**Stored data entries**
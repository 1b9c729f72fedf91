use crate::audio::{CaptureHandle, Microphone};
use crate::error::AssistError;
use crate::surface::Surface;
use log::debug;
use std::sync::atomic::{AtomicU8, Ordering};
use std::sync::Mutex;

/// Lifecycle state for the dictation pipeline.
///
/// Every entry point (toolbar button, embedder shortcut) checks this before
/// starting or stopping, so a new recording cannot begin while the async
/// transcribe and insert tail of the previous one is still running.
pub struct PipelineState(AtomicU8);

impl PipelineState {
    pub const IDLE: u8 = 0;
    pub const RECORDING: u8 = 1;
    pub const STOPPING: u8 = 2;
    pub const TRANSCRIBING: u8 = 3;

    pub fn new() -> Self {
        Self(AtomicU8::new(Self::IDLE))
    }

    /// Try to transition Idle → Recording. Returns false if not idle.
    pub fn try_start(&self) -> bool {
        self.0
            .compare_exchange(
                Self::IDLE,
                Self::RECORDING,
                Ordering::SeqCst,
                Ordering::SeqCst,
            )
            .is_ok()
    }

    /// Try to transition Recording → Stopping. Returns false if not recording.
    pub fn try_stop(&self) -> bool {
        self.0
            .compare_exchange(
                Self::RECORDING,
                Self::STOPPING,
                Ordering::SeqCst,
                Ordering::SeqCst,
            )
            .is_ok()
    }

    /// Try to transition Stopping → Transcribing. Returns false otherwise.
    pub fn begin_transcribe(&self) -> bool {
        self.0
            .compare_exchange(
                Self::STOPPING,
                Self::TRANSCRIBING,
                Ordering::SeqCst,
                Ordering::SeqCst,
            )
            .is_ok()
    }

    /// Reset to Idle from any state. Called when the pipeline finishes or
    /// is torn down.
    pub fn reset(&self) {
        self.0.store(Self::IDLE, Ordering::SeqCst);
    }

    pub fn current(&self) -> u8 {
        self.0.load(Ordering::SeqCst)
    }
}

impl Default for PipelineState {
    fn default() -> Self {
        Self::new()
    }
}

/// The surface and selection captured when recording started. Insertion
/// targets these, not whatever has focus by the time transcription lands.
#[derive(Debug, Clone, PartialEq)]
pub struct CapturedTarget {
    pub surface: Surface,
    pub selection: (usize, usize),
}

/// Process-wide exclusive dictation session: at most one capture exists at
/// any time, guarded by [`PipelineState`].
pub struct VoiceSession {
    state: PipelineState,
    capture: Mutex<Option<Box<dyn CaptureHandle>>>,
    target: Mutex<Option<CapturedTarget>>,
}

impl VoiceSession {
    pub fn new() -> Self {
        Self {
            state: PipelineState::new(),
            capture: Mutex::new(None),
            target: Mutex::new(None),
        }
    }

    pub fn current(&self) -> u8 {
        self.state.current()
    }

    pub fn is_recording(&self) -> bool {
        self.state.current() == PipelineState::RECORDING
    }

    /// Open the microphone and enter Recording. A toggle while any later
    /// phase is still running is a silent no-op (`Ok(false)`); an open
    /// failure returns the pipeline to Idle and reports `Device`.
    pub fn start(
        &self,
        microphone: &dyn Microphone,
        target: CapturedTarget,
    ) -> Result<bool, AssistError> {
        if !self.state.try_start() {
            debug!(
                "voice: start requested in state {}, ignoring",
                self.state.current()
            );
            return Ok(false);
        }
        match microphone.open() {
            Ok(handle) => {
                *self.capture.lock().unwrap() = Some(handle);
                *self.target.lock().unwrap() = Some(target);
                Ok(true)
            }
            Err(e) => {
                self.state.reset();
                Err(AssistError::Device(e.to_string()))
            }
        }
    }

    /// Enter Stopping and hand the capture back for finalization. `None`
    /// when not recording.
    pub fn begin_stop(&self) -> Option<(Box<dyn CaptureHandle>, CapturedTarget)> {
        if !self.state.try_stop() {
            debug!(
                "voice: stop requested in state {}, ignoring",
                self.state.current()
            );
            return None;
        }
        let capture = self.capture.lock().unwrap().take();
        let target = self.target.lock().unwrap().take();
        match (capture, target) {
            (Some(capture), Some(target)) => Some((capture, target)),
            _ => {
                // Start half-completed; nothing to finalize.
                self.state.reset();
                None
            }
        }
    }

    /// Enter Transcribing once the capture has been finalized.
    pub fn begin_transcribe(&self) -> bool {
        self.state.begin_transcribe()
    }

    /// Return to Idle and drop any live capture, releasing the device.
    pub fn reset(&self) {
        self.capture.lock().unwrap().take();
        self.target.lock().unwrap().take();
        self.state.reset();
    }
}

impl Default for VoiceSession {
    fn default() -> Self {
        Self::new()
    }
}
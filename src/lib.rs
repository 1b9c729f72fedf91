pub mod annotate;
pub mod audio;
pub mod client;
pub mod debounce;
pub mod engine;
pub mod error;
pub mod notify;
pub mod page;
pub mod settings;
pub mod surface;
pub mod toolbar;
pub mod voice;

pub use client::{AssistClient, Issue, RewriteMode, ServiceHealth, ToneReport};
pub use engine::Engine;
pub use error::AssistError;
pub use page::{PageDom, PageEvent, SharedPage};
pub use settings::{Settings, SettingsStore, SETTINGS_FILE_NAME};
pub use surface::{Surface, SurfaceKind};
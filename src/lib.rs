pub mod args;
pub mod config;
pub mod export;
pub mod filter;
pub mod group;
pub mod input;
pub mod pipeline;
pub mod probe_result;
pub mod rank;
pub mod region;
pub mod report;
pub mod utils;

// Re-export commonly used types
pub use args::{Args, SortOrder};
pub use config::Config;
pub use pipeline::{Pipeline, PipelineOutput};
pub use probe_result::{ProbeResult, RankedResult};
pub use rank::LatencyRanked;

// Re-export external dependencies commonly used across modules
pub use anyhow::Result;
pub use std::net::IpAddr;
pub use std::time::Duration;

**EXERCISE DIRECTIONS**
Write out each entry once more, exactly as it was given.

**FINISHED EXERCISE**
repository 1b9c729f72fedf91
use crate::audio::{CaptureHandle, Microphone};
use crate::error::AssistError;
use crate::surface::Surface;
use log::debug;
use std::sync::atomic::{AtomicU8, Ordering};
use std::sync::Mutex;

/// Lifecycle state for the dictation pipeline.
///
/// Every entry point (toolbar button, embedder shortcut) checks this before
/// starting or stopping, so a new recording cannot begin while the async
/// transcribe and insert tail of the previous one is still running.
pub struct PipelineState(AtomicU8);

impl PipelineState {
    pub const IDLE: u8 = 0;
    pub const RECORDING: u8 = 1;
    pub const STOPPING: u8 = 2;
    pub const TRANSCRIBING: u8 = 3;

    pub fn new() -> Self {
        Self(AtomicU8::new(Self::IDLE))
    }

    /// Try to transition Idle → Recording. Returns false if not idle.
    pub fn try_start(&self) -> bool {
        self.0
            .compare_exchange(
                Self::IDLE,
                Self::RECORDING,
                Ordering::SeqCst,
                Ordering::SeqCst,
            )
            .is_ok()
    }

    /// Try to transition Recording → Stopping. Returns false if not recording.
    pub fn try_stop(&self) -> bool {
        self.0
            .compare_exchange(
                Self::RECORDING,
                Self::STOPPING,
                Ordering::SeqCst,
                Ordering::SeqCst,
            )
            .is_ok()
    }

    /// Try to transition Stopping → Transcribing. Returns false otherwise.
    pub fn begin_transcribe(&self) -> bool {
        self.0
            .compare_exchange(
                Self::STOPPING,
                Self::TRANSCRIBING,
                Ordering::SeqCst,
                Ordering::SeqCst,
            )
            .is_ok()
    }

    /// Reset to Idle from any state. Called when the pipeline finishes or
    /// is torn down.
    pub fn reset(&self) {
        self.0.store(Self::IDLE, Ordering::SeqCst);
    }

    pub fn current(&self) -> u8 {
        self.0.load(Ordering::SeqCst)
    }
}

impl Default for PipelineState {
    fn default() -> Self {
        Self::new()
    }
}

/// The surface and selection captured when recording started. Insertion
/// targets these, not whatever has focus by the time transcription lands.
#[derive(Debug, Clone, PartialEq)]
pub struct CapturedTarget {
    pub surface: Surface,
    pub selection: (usize, usize),
}

/// Process-wide exclusive dictation session: at most one capture exists at
/// any time, guarded by [`PipelineState`].
pub struct VoiceSession {
    state: PipelineState,
    capture: Mutex<Option<Box<dyn CaptureHandle>>>,
    target: Mutex<Option<CapturedTarget>>,
}

impl VoiceSession {
    pub fn new() -> Self {
        Self {
            state: PipelineState::new(),
            capture: Mutex::new(None),
            target: Mutex::new(None),
        }
    }

    pub fn current(&self) -> u8 {
        self.state.current()
    }

    pub fn is_recording(&self) -> bool {
        self.state.current() == PipelineState::RECORDING
    }

    /// Open the microphone and enter Recording. A toggle while any later
    /// phase is still running is a silent no-op (`Ok(false)`); an open
    /// failure returns the pipeline to Idle and reports `Device`.
    pub fn start(
        &self,
        microphone: &dyn Microphone,
        target: CapturedTarget,
    ) -> Result<bool, AssistError> {
        if !self.state.try_start() {
            debug!(
                "voice: start requested in state {}, ignoring",
                self.state.current()
            );
            return Ok(false);
        }
        match microphone.open() {
            Ok(handle) => {
                *self.capture.lock().unwrap() = Some(handle);
                *self.target.lock().unwrap() = Some(target);
                Ok(true)
            }
            Err(e) => {
                self.state.reset();
                Err(AssistError::Device(e.to_string()))
            }
        }
    }

    /// Enter Stopping and hand the capture back for finalization. `None`
    /// when not recording.
    pub fn begin_stop(&self) -> Option<(Box<dyn CaptureHandle>, CapturedTarget)> {
        if !self.state.try_stop() {
            debug!(
                "voice: stop requested in state {}, ignoring",
                self.state.current()
            );
            return None;
        }
        let capture = self.capture.lock().unwrap().take();
        let target = self.target.lock().unwrap().take();
        match (capture, target) {
            (Some(capture), Some(target)) => Some((capture, target)),
            _ => {
                // Start half-completed; nothing to finalize.
                self.state.reset();
                None
            }
        }
    }

    /// Enter Transcribing once the capture has been finalized.
    pub fn begin_transcribe(&self) -> bool {
        self.state.begin_transcribe()
    }

    /// Return to Idle and drop any live capture, releasing the device.
    pub fn reset(&self) {
        self.capture.lock().unwrap().take();
        self.target.lock().unwrap().take();
        self.state.reset();
    }
}

impl Default for VoiceSession {
    fn default() -> Self {
        Self::new()
    }
}
filename src/lib.rs
repository 1b9c729f72fedf91
pub mod annotate;
pub mod audio;
pub mod client;
pub mod debounce;
pub mod engine;
pub mod error;
pub mod notify;
pub mod page;
pub mod settings;
pub mod surface;
pub mod toolbar;
pub mod voice;

pub use client::{AssistClient, Issue, RewriteMode, ServiceHealth, ToneReport};
pub use engine::Engine;
pub use error::AssistError;
pub use page::{PageDom, PageEvent, SharedPage};
pub use settings::{Settings, SettingsStore, SETTINGS_FILE_NAME};
pub use surface::{Surface, SurfaceKind};
filename src/lib.rs
pub mod args;
pub mod config;
pub mod export;
pub mod filter;
pub mod group;
pub mod input;
pub mod pipeline;
pub mod probe_result;
pub mod rank;
pub mod region;
pub mod report;
pub mod utils;

// Re-export commonly used types
pub use args::{Args, SortOrder};
pub use config::Config;
pub use pipeline::{Pipeline, PipelineOutput};
pub use probe_result::{ProbeResult, RankedResult};
pub use rank::LatencyRanked;

// Re-export external dependencies commonly used across modules
pub use anyhow::Result;
pub use std::net::IpAddr;
pub use std::time::Duration;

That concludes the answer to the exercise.